**Prompt**
Return only the number of lines in the data below where the word "membership" appears.

**Source material**
---------------
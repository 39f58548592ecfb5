use std::collections::BTreeSet;

use crate::id::PlayerId;
use crate::store::{AllianceMap, PlayerBools, RECRUITABLE};

/// Alliance groups plus the per-player boolean bag, with the membership rules
/// that do not depend on the host. Not synchronized; the registry wraps it in
/// a single lock so flag checks and group mutations happen together.
#[derive(Debug, Clone, Default, PartialEq)]
pub struct AllianceBook {
    pub groups: AllianceMap,
    pub bools: PlayerBools,
}

impl AllianceBook {
    pub fn new(groups: AllianceMap, bools: PlayerBools) -> Self {
        Self { groups, bools }
    }

    /// Whether `id` owns a group or `name` appears in any group.
    pub fn is_grouped(&self, id: PlayerId, name: &str) -> bool {
        self.groups.contains_key(&id) || self.owner_of_member(name).is_some()
    }

    /// Owner of the first group listing `name` as a member (exact match).
    pub fn owner_of_member(&self, name: &str) -> Option<PlayerId> {
        self.groups
            .iter()
            .find(|(_, members)| members.contains(name))
            .map(|(owner, _)| *owner)
    }

    pub fn is_recruitable(&self, id: PlayerId) -> bool {
        self.bools
            .get(&id)
            .and_then(|flags| flags.get(RECRUITABLE))
            .copied()
            .unwrap_or(false)
    }

    /// Flip the recruitable flag, creating the entry if needed. Returns the
    /// new value.
    pub fn toggle_recruitable(&mut self, id: PlayerId) -> bool {
        let flag = self
            .bools
            .entry(id)
            .or_default()
            .entry(RECRUITABLE.to_string())
            .or_insert(false);
        *flag = !*flag;
        *flag
    }

    /// Clear the recruitable flag. Returns whether it was set.
    pub fn consume_recruitable(&mut self, id: PlayerId) -> bool {
        match self.bools.get_mut(&id).and_then(|f| f.get_mut(RECRUITABLE)) {
            Some(flag) => std::mem::replace(flag, false),
            None => false,
        }
    }

    /// Seed a player's bag with the recruitable flag off. Returns whether an
    /// entry was created.
    pub fn ensure_player(&mut self, id: PlayerId) -> bool {
        if self.bools.contains_key(&id) {
            return false;
        }
        self.bools
            .entry(id)
            .or_default()
            .insert(RECRUITABLE.to_string(), false);
        true
    }

    /// The owner's current members, or `founders` if the group does not exist
    /// yet. Nothing is written.
    pub fn members_or_founding(
        &self,
        owner: PlayerId,
        founders: &BTreeSet<String>,
    ) -> BTreeSet<String> {
        self.groups
            .get(&owner)
            .cloned()
            .unwrap_or_else(|| founders.clone())
    }

    /// Members of the group owned by `id`, or else every member of any group
    /// listing `name`.
    pub fn membership(&self, id: PlayerId, name: &str) -> BTreeSet<String> {
        if let Some(members) = self.groups.get(&id) {
            return members.clone();
        }
        self.extension(name)
    }

    /// Union of every group that lists `name`.
    pub fn extension(&self, name: &str) -> BTreeSet<String> {
        self.groups
            .values()
            .filter(|members| members.contains(name))
            .flat_map(|members| members.iter().cloned())
            .collect()
    }

    /// Whether both names appear together in a single group.
    pub fn are_allied(&self, a: &str, b: &str) -> bool {
        self.groups
            .values()
            .any(|members| members.contains(a) && members.contains(b))
    }

    /// Remove `names` from the owner's group, dropping the group once only
    /// its owner is left. Returns the names actually removed.
    pub fn remove_members(
        &mut self,
        owner: PlayerId,
        owner_name: Option<&str>,
        names: &[String],
    ) -> Vec<String> {
        let Some(members) = self.groups.get_mut(&owner) else {
            return Vec::new();
        };
        let removed: Vec<String> = names
            .iter()
            .filter(|name| Some(name.as_str()) != owner_name && members.remove(name.as_str()))
            .cloned()
            .collect();
        // An owner the host no longer resolves is assumed to be the one name left.
        let solo = match owner_name {
            Some(owner_name) => members.iter().all(|m| m == owner_name),
            None => members.len() <= 1,
        };
        if solo {
            self.groups.remove(&owner);
        }
        removed
    }
}
use std::sync::Arc;

use bevy_app::App;
use bevy_ecs::message::MessageRegistry;
use bevy_ecs::schedule::{ExecutorKind, IntoScheduleConfigs};

use super::clock::GuardClock;
use super::events::{PlayerConnected, SiegeBreached};
use super::plugin::GuardPlugin;
use super::schedule::{GuardPhase, configure_guard_schedule};
use crate::alliance::AllianceRegistry;
use crate::config::GuardConfig;
use crate::guard::RaidGuard;
use crate::host::HostWorld;

/// Build a headless Bevy app driving the guard from host ticks.
///
/// Manual tick control:
/// ```no_run
/// # use std::sync::Arc;
/// # use raid_guard::alliance::AllianceRegistry;
/// # use raid_guard::config::GuardConfig;
/// # use raid_guard::ecs::{GuardTick, build_guard_app};
/// # use raid_guard::testutil::FakeHost;
/// let config = GuardConfig::default();
/// let registry = Arc::new(AllianceRegistry::open(&config));
/// let mut app = build_guard_app(Arc::new(FakeHost::new()), config, registry);
/// loop {
///     app.world_mut().run_schedule(GuardTick);
/// }
/// ```
pub fn build_guard_app(
    host: Arc<dyn HostWorld>,
    config: GuardConfig,
    registry: Arc<AllianceRegistry>,
) -> App {
    build_guard_app_with_guard(RaidGuard::new(host, config, registry))
}

/// Build the app around an existing guard, sharing its stores.
pub fn build_guard_app_with_guard(guard: RaidGuard) -> App {
    let mut app = App::empty();

    app.insert_resource(guard);
    app.init_resource::<GuardClock>();

    MessageRegistry::register_message::<SiegeBreached>(app.world_mut());
    MessageRegistry::register_message::<PlayerConnected>(app.world_mut());

    // Session state is shared with the damage pass; keep the tick single-threaded.
    let mut schedule = configure_guard_schedule(ExecutorKind::SingleThreaded);
    schedule.add_systems(bevy_ecs::message::message_update_system.in_set(GuardPhase::First));
    app.add_schedule(schedule);
    app.add_plugins(GuardPlugin);
    app
}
---------------
**Expected answer**
2